### What you need to do
Here is the listing. Report each line in it that contains the string "Ahri".

### Given data
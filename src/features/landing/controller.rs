//! Landing Controller
//!
//! Handles the (deliberately inert) actions of the landing view.

use gpui::App;

use crate::app::entities::AppEntities;

/// Landing view controller
pub struct LandingController {
    entities: AppEntities,
}

impl LandingController {
    /// Create a new controller
    pub fn new(entities: AppEntities) -> Self {
        Self { entities }
    }

    /// Replace the search query with the new field content
    pub fn set_query(&self, text: &str, cx: &mut App) {
        self.entities.search.update(cx, |state, cx| {
            state.set_query(text);
            cx.notify();
        });
    }

    /// Activate the search button.
    ///
    /// There is no backend to call: this is an intentional no-op. The only
    /// effect is a debug trace so the inertness stays visible to developers.
    pub fn submit_search(&self, cx: &mut App) {
        let query = self.entities.search.read(cx).query().to_string();
        tracing::debug!(%query, "search activated; no backend wired, ignoring");
    }

    /// Activate one of the call-to-action buttons. Also inert.
    pub fn activate_cta(&self, name: &'static str) {
        tracing::debug!(button = name, "inert call-to-action activated");
    }
}

#[cfg(test)]
mod tests {
    use super::*;
    use gpui::TestAppContext;

    #[gpui::test]
    fn submit_search_changes_no_state(cx: &mut TestAppContext) {
        let entities = cx.update(AppEntities::init);
        let controller = LandingController::new(entities.clone());

        // Activation must leave the query untouched for any prior value.
        for query in ["", "Ahri", "ヤスオ"] {
            cx.update(|cx| {
                entities.search.update(cx, |state, cx| {
                    state.set_query(query);
                    cx.notify();
                });
                controller.submit_search(cx);
                assert_eq!(entities.search.read(cx).query(), query);
            });
        }
    }

    #[gpui::test]
    fn set_query_replaces_state(cx: &mut TestAppContext) {
        let entities = cx.update(AppEntities::init);
        let controller = LandingController::new(entities.clone());

        cx.update(|cx| {
            controller.set_query("Ahri", cx);
            assert_eq!(entities.search.read(cx).query(), "Ahri");
        });
    }
}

### The answer
        for query in ["", "Ahri", "ヤスオ"] {
            controller.set_query("Ahri", cx);
            assert_eq!(entities.search.read(cx).query(), "Ahri");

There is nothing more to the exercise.